_WORK TASK_
Using the records below, give again exactly the lines from the line that contains "pub mod netlist;" through the line that contains "let average_fanout = if", both ends included, and only those.

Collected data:
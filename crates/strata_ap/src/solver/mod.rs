//! Analytical solvers for the global placement flow.
//!
//! A solver updates the moveable-block coordinates of a partial placement to
//! minimize an analytic wirelength objective. Solvers are interchangeable
//! behind the [`AnalyticalSolver`] trait and are chosen once, at
//! construction, through [`make_analytical_solver`].

mod matrix;
mod qp_hybrid;

pub use matrix::{conjugate_gradient, CgFailure, CsrMatrix, TripletList};
pub use qp_hybrid::QpHybridSolver;

use crate::error::ApResult;
use crate::netlist::ApNetlist;
use crate::placement::PartialPlacement;

/// The closed set of analytical solvers.
#[derive(Debug, Clone, Copy, PartialEq, Eq)]
pub enum AnalyticalSolverKind {
    /// Quadratic objective with a hybrid clique/star net model.
    QpHybrid,
}

/// An analytical solver minimizing a wirelength objective.
pub trait AnalyticalSolver {
    /// Updates the moveable-block coordinates of `placement`.
    ///
    /// On iteration 0 the pure objective is minimized; on later iterations
    /// the placement passed in also acts as the anchor hint that pulls
    /// moveable blocks toward the last legalized solution.
    fn solve(&mut self, iteration: usize, placement: &mut PartialPlacement) -> ApResult<()>;
}

/// Builds a solver of the given kind for the given netlist.
///
/// The linear system is assembled here, once; solving per iteration only
/// copies and perturbs it.
pub fn make_analytical_solver(
    kind: AnalyticalSolverKind,
    netlist: &ApNetlist,
) -> Box<dyn AnalyticalSolver> {
    match kind {
        AnalyticalSolverKind::QpHybrid => Box::new(QpHybridSolver::new(netlist)),
    }
}
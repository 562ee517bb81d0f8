//! Analytical placement core for the Strata FPGA toolchain.
//!
//! This crate takes an unclustered netlist of prepacked blocks (the
//! [`ApNetlist`]) together with a device description (from `strata_arch`) and
//! produces a continuous-space [`PartialPlacement`] of the blocks on the
//! device grid. The core alternates two engines until their solutions agree:
//!
//! 1. **Solve**: a quadratic-objective analytical solver places connected
//!    blocks close together, ignoring overlap (the lower bound).
//! 2. **Spread**: a density-aware partial legalizer flows blocks between
//!    spatial bins until no bin exceeds its capacity (the upper bound).
//!
//! The resulting placement is mostly legal: blocks sit on the device, fixed
//! blocks respect their constraints, and density approaches device capacity.
//! Binding blocks to concrete sub-tiles and producing a routable placement is
//! the job of downstream legalization.
//!
//! # Usage
//!
//! ```ignore
//! use strata_ap::place;
//!
//! let placement = place(
//!     &ap_netlist,
//!     &prepacker,
//!     &atom_netlist,
//!     &flat_placement_hint,
//!     &arch,
//!     &grid,
//!     &target_densities,
//!     Some(Path::new("ap_mass.rpt")),
//!     &sink,
//! )?;
//! ```

#![warn(missing_docs)]

pub mod atoms;
pub mod bins;
pub mod density;
pub mod error;
pub mod global;
pub mod ids;
pub mod legalizer;
pub mod mass;
pub mod mass_report;
pub mod netlist;
pub mod placement;
pub mod primitive_vector;
pub mod solver;

pub use atoms::{AtomNetlist, FlatPlacementInfo, Molecule, Prepacker};
pub use density::DensityManager;
pub use error::{ApError, ApResult};
pub use global::{GlobalPlacer, SimPlGlobalPlacer};
pub use ids::{AtomBlockId, BinId, BlockId, MoleculeId, NetId, PinId, PortId};
pub use legalizer::{make_partial_legalizer, PartialLegalizer, PartialLegalizerKind};
pub use mass::MassCalculator;
pub use mass_report::{generate_mass_report, DEFAULT_MASS_REPORT_FILE};
pub use netlist::{ApNetlist, BlockMobility, FixedBlockLoc, PinKind, PortDirection};
pub use placement::PartialPlacement;
pub use primitive_vector::PrimitiveVector;
pub use solver::{make_analytical_solver, AnalyticalSolver, AnalyticalSolverKind};

use std::path::Path;
use strata_arch::{Architecture, DeviceGrid};
use strata_diagnostics::{Diagnostic, DiagnosticSink, Stage};

/// Emits a summary of the AP netlist as a note diagnostic.
fn emit_netlist_stats(netlist: &ApNetlist, sink: &DiagnosticSink) {
    let mut num_moveable = 0usize;
    let mut num_fixed = 0usize;
    for blk_id in netlist.blocks() {
        match netlist.block_mobility(blk_id) {
            BlockMobility::Moveable => num_moveable += 1,
            BlockMobility::Fixed => num_fixed += 1,
        }
    }
    let mut highest_fanout = 0usize;
    let mut total_fanout = 0usize;
    for net_id in netlist.nets() {
        let fanout = netlist.net_pins(net_id).len();
        highest_fanout = highest_fanout.max(fanout);
        total_fanout += fanout;
    }
    let average_fanout = if netlist.net_count() > 0 {
        total_fanout as f64 / netlist.net_count() as f64
    } else {
        0.0
    };
    sink.emit(Diagnostic::note(
        Stage::GlobalPlacer,
        format!(
            "netlist '{}': {} blocks ({} moveable, {} fixed), {} nets (average fanout {:.2}, highest {}), {} pins",
            netlist.name,
            netlist.block_count(),
            num_moveable,
            num_fixed,
            netlist.net_count(),
            average_fanout,
            highest_fanout,
            netlist.pin_count()
        ),
    ));
}

/// Runs the analytical placement core end to end.
///
/// Computes masses and capacities, optionally writes the mass report, builds
/// the density manager, and drives the solve/spread loop. The returned
/// placement has been verified against the device dimensions and the fixed
/// block constraints.
///
/// All collaborators are passed explicitly and borrowed read-only;
/// `flat_placement` is the optional hint from a previous run (pass
/// [`FlatPlacementInfo::none`] when there is none).
#[allow(clippy::too_many_arguments)]
pub fn place(
    ap_netlist: &ApNetlist,
    prepacker: &Prepacker,
    atom_netlist: &AtomNetlist,
    flat_placement: &FlatPlacementInfo,
    arch: &Architecture,
    grid: &DeviceGrid,
    target_density_arg_strs: &[String],
    mass_report_path: Option<&Path>,
    sink: &DiagnosticSink,
) -> ApResult<PartialPlacement> {
    emit_netlist_stats(ap_netlist, sink);

    let mass_calculator = MassCalculator::new(ap_netlist, prepacker, atom_netlist, arch)?;
    if let Some(path) = mass_report_path {
        generate_mass_report(path, ap_netlist, &mass_calculator, arch, grid)?;
    }

    let density_manager = DensityManager::new(
        ap_netlist,
        atom_netlist,
        mass_calculator,
        arch,
        grid,
        target_density_arg_strs,
        sink,
    )?;

    let mut placer = SimPlGlobalPlacer::new(
        AnalyticalSolverKind::QpHybrid,
        PartialLegalizerKind::FlowBased,
        ap_netlist,
        density_manager,
        arch.models.len(),
    );
    let placement = placer.place(ap_netlist, sink)?;

    if !placement.verify(
        ap_netlist,
        grid.width(),
        grid.height(),
        grid.num_layers(),
        flat_placement,
    ) {
        return Err(ApError::PlacementVerifyFailed(
            "global placement result violates device bounds or fixed block constraints"
                .to_string(),
        ));
    }
    Ok(placement)
}

#[cfg(test)]
mod tests {
    use super::*;
    use strata_arch::{
        LogicalBlockType, LogicalBlockTypeId, ModelLibrary, PbType, PhysicalTileType, SubTile,
        TileTypeId,
    };

    struct World {
        netlist: ApNetlist,
        atoms: AtomNetlist,
        prepacker: Prepacker,
        arch: Architecture,
        grid: DeviceGrid,
    }

    /// One model, unit tiles of the given site capacity, on a
    /// `width x height` single-layer grid, with one single-atom block per
    /// requested netlist block.
    fn make_world(num_blocks: u32, tile_capacity: u32, width: usize, height: usize) -> World {
        let mut models = ModelLibrary::new();
        let m0 = models.add_model("m0");
        let lb = LogicalBlockType::new("lb", PbType::leaf("prim", 1, m0));
        let tile = PhysicalTileType::unit(
            "tile0",
            vec![SubTile::new(
                "sub0",
                tile_capacity,
                vec![LogicalBlockTypeId::from_raw(0)],
            )],
        );
        let arch = Architecture {
            models,
            logical_block_types: vec![lb],
            physical_tile_types: vec![tile],
        };
        let grid = DeviceGrid::new(width, height, 1, TileTypeId::from_raw(0));

        let mut atoms = AtomNetlist::new();
        let mut prepacker = Prepacker::new();
        let mut netlist = ApNetlist::new("top");
        for i in 0..num_blocks {
            let atom = atoms.add_atom(format!("atom{i}"), m0);
            let mol = prepacker.add_molecule(vec![Some(atom)]);
            netlist.create_block(format!("b{i}"), mol);
        }
        World {
            netlist,
            atoms,
            prepacker,
            arch,
            grid,
        }
    }

    fn connect(world: &mut World, name: &str, blocks: &[BlockId]) {
        let net = world.netlist.create_net(name);
        for (i, &blk) in blocks.iter().enumerate() {
            let port =
                world
                    .netlist
                    .create_port(blk, format!("{name}_p{i}"), 1, PortDirection::Output);
            world.netlist.create_pin(
                port,
                0,
                net,
                if i == 0 { PinKind::Driver } else { PinKind::Sink },
                false,
            );
        }
    }

    #[test]
    fn full_flow_places_and_verifies() {
        let mut world = make_world(4, 1, 4, 4);
        connect(&mut world, "n0", &[BlockId::from_raw(0), BlockId::from_raw(1)]);
        connect(&mut world, "n1", &[BlockId::from_raw(1), BlockId::from_raw(2)]);
        connect(&mut world, "n2", &[BlockId::from_raw(2), BlockId::from_raw(3)]);

        let sink = DiagnosticSink::new();
        let placement = place(
            &world.netlist,
            &world.prepacker,
            &world.atoms,
            &FlatPlacementInfo::none(),
            &world.arch,
            &world.grid,
            &[],
            None,
            &sink,
        )
        .unwrap();

        assert!(placement.verify(&world.netlist, 4, 4, 1, &FlatPlacementInfo::none()));
        // The stats note and the density note were emitted; no errors.
        assert!(!sink.has_errors());
        let notes = sink.diagnostics();
        assert!(notes.iter().any(|d| d.message.contains("4 blocks")));
        assert!(notes.iter().any(|d| d.message.contains("target densities")));
    }

    #[test]
    fn full_flow_respects_fixed_blocks() {
        let mut world = make_world(2, 1, 4, 4);
        world.netlist.set_block_loc(
            BlockId::from_raw(1),
            FixedBlockLoc {
                x: Some(3),
                y: Some(3),
                layer: Some(0),
                sub_tile: Some(0),
            },
        );
        connect(&mut world, "n0", &[BlockId::from_raw(0), BlockId::from_raw(1)]);

        let sink = DiagnosticSink::new();
        let placement = place(
            &world.netlist,
            &world.prepacker,
            &world.atoms,
            &FlatPlacementInfo::none(),
            &world.arch,
            &world.grid,
            &[],
            None,
            &sink,
        )
        .unwrap();

        assert_eq!(placement.block_x_locs[1], 3.0);
        assert_eq!(placement.block_y_locs[1], 3.0);
        // The moveable block was pulled toward the fixed one but pushed off
        // it by the capacity-one tiles.
        let moveable_tile = (
            placement.block_x_locs[0].floor() as i32,
            placement.block_y_locs[0].floor() as i32,
        );
        assert_ne!(moveable_tile, (3, 3));
    }

    #[test]
    fn full_flow_writes_mass_report_when_asked() {
        let world = make_world(1, 1, 2, 2);
        let path = std::env::temp_dir().join(format!(
            "strata_ap_flow_report_{}.rpt",
            std::process::id()
        ));
        let sink = DiagnosticSink::new();
        place(
            &world.netlist,
            &world.prepacker,
            &world.atoms,
            &FlatPlacementInfo::none(),
            &world.arch,
            &world.grid,
            &[],
            Some(&path),
            &sink,
        )
        .unwrap();
        let report = std::fs::read_to_string(&path).unwrap();
        std::fs::remove_file(&path).ok();
        assert!(report.contains("Netlist Mass Utilization:"));
    }

    #[test]
    fn full_flow_rejects_bad_density_args() {
        let world = make_world(1, 1, 2, 2);
        let sink = DiagnosticSink::new();
        let err = place(
            &world.netlist,
            &world.prepacker,
            &world.atoms,
            &FlatPlacementInfo::none(),
            &world.arch,
            &world.grid,
            &["tile0:0".to_string()],
            None,
            &sink,
        )
        .unwrap_err();
        assert!(matches!(err, ApError::InvalidTargetDensity { .. }));
    }

    #[test]
    fn empty_netlist_flows_through() {
        let world = make_world(0, 1, 2, 2);
        let sink = DiagnosticSink::new();
        let placement = place(
            &world.netlist,
            &world.prepacker,
            &world.atoms,
            &FlatPlacementInfo::none(),
            &world.arch,
            &world.grid,
            &[],
            None,
            &sink,
        )
        .unwrap();
        assert!(placement.block_x_locs.is_empty());
    }
}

_RESPONSE_
pub mod netlist;
pub mod placement;
pub mod primitive_vector;
pub mod solver;

pub use atoms::{AtomNetlist, FlatPlacementInfo, Molecule, Prepacker};
pub use density::DensityManager;
pub use error::{ApError, ApResult};
pub use global::{GlobalPlacer, SimPlGlobalPlacer};
pub use ids::{AtomBlockId, BinId, BlockId, MoleculeId, NetId, PinId, PortId};
pub use legalizer::{make_partial_legalizer, PartialLegalizer, PartialLegalizerKind};
pub use mass::MassCalculator;
pub use mass_report::{generate_mass_report, DEFAULT_MASS_REPORT_FILE};
pub use netlist::{ApNetlist, BlockMobility, FixedBlockLoc, PinKind, PortDirection};
pub use placement::PartialPlacement;
pub use primitive_vector::PrimitiveVector;
pub use solver::{make_analytical_solver, AnalyticalSolver, AnalyticalSolverKind};

use std::path::Path;
use strata_arch::{Architecture, DeviceGrid};
use strata_diagnostics::{Diagnostic, DiagnosticSink, Stage};

/// Emits a summary of the AP netlist as a note diagnostic.
fn emit_netlist_stats(netlist: &ApNetlist, sink: &DiagnosticSink) {
    let mut num_moveable = 0usize;
    let mut num_fixed = 0usize;
    for blk_id in netlist.blocks() {
        match netlist.block_mobility(blk_id) {
            BlockMobility::Moveable => num_moveable += 1,
            BlockMobility::Fixed => num_fixed += 1,
        }
    }
    let mut highest_fanout = 0usize;
    let mut total_fanout = 0usize;
    for net_id in netlist.nets() {
        let fanout = netlist.net_pins(net_id).len();
        highest_fanout = highest_fanout.max(fanout);
        total_fanout += fanout;
    }
    let average_fanout = if netlist.net_count() > 0 {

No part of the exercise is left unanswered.